═════ RECORDS PROVIDED ═════

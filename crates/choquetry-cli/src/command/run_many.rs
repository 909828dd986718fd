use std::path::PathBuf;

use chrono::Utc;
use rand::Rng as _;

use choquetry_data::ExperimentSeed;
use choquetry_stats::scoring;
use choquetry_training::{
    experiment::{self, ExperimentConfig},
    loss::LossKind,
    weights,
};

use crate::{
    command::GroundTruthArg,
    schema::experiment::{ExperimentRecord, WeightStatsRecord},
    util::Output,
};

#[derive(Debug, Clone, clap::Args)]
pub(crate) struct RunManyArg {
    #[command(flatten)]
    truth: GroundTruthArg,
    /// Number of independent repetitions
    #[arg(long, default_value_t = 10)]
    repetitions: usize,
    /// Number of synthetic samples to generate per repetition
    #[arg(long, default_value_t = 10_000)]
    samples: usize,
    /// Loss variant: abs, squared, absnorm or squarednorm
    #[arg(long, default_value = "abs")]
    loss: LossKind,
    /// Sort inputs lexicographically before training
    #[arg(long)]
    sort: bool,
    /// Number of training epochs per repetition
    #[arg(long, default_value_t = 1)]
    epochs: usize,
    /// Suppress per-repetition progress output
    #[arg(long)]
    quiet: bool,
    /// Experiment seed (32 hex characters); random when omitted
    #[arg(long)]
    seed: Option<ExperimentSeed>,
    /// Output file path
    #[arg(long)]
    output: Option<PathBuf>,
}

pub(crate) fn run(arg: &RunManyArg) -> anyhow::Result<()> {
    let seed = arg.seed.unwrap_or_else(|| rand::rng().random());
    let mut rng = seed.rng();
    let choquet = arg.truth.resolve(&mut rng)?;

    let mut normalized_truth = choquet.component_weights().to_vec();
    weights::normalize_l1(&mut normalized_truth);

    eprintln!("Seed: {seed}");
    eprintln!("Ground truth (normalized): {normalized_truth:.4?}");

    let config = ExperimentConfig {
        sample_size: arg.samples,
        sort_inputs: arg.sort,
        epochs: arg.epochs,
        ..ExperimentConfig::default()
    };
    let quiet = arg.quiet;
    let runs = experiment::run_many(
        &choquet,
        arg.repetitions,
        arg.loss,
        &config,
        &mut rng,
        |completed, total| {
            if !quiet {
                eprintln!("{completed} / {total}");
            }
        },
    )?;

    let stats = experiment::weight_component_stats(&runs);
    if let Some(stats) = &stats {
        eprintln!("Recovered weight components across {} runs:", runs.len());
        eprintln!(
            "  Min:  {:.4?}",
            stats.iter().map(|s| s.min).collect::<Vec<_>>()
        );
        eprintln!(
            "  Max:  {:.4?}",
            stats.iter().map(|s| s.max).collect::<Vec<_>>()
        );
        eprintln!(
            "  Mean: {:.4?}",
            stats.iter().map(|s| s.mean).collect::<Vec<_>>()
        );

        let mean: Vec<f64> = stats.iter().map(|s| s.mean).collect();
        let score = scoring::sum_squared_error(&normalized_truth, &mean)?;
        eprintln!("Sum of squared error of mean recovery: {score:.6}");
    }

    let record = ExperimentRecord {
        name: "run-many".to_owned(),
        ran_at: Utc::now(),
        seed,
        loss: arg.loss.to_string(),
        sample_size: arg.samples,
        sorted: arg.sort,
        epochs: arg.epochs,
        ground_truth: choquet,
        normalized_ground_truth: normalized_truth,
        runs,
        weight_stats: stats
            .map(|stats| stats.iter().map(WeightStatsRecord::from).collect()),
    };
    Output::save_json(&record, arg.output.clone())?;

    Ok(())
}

═════

* **EXERCISE OBJECTIVE**: Every record above should be written out exactly.

* **TASK ANSWER**:
filename crates/choquetry-cli/src/command/run_many.rs
repository 909828dd986718fd
use std::path::PathBuf;

use chrono::Utc;
use rand::Rng as _;

use choquetry_data::ExperimentSeed;
use choquetry_stats::scoring;
use choquetry_training::{
    experiment::{self, ExperimentConfig},
    loss::LossKind,
    weights,
};

use crate::{
    command::GroundTruthArg,
    schema::experiment::{ExperimentRecord, WeightStatsRecord},
    util::Output,
};

#[derive(Debug, Clone, clap::Args)]
pub(crate) struct RunManyArg {
    #[command(flatten)]
    truth: GroundTruthArg,
    /// Number of independent repetitions
    #[arg(long, default_value_t = 10)]
    repetitions: usize,
    /// Number of synthetic samples to generate per repetition
    #[arg(long, default_value_t = 10_000)]
    samples: usize,
    /// Loss variant: abs, squared, absnorm or squarednorm
    #[arg(long, default_value = "abs")]
    loss: LossKind,
    /// Sort inputs lexicographically before training
    #[arg(long)]
    sort: bool,
    /// Number of training epochs per repetition
    #[arg(long, default_value_t = 1)]
    epochs: usize,
    /// Suppress per-repetition progress output
    #[arg(long)]
    quiet: bool,
    /// Experiment seed (32 hex characters); random when omitted
    #[arg(long)]
    seed: Option<ExperimentSeed>,
    /// Output file path
    #[arg(long)]
    output: Option<PathBuf>,
}

pub(crate) fn run(arg: &RunManyArg) -> anyhow::Result<()> {
    let seed = arg.seed.unwrap_or_else(|| rand::rng().random());
    let mut rng = seed.rng();
    let choquet = arg.truth.resolve(&mut rng)?;

    let mut normalized_truth = choquet.component_weights().to_vec();
    weights::normalize_l1(&mut normalized_truth);

    eprintln!("Seed: {seed}");
    eprintln!("Ground truth (normalized): {normalized_truth:.4?}");

    let config = ExperimentConfig {
        sample_size: arg.samples,
        sort_inputs: arg.sort,
        epochs: arg.epochs,
        ..ExperimentConfig::default()
    };
    let quiet = arg.quiet;
    let runs = experiment::run_many(
        &choquet,
        arg.repetitions,
        arg.loss,
        &config,
        &mut rng,
        |completed, total| {
            if !quiet {
                eprintln!("{completed} / {total}");
            }
        },
    )?;

    let stats = experiment::weight_component_stats(&runs);
    if let Some(stats) = &stats {
        eprintln!("Recovered weight components across {} runs:", runs.len());
        eprintln!(
            "  Min:  {:.4?}",
            stats.iter().map(|s| s.min).collect::<Vec<_>>()
        );
        eprintln!(
            "  Max:  {:.4?}",
            stats.iter().map(|s| s.max).collect::<Vec<_>>()
        );
        eprintln!(
            "  Mean: {:.4?}",
            stats.iter().map(|s| s.mean).collect::<Vec<_>>()
        );

        let mean: Vec<f64> = stats.iter().map(|s| s.mean).collect();
        let score = scoring::sum_squared_error(&normalized_truth, &mean)?;
        eprintln!("Sum of squared error of mean recovery: {score:.6}");
    }

    let record = ExperimentRecord {
        name: "run-many".to_owned(),
        ran_at: Utc::now(),
        seed,
        loss: arg.loss.to_string(),
        sample_size: arg.samples,
        sorted: arg.sort,
        epochs: arg.epochs,
        ground_truth: choquet,
        normalized_ground_truth: normalized_truth,
        runs,
        weight_stats: stats
            .map(|stats| stats.iter().map(WeightStatsRecord::from).collect()),
    };
    Output::save_json(&record, arg.output.clone())?;

    Ok(())
}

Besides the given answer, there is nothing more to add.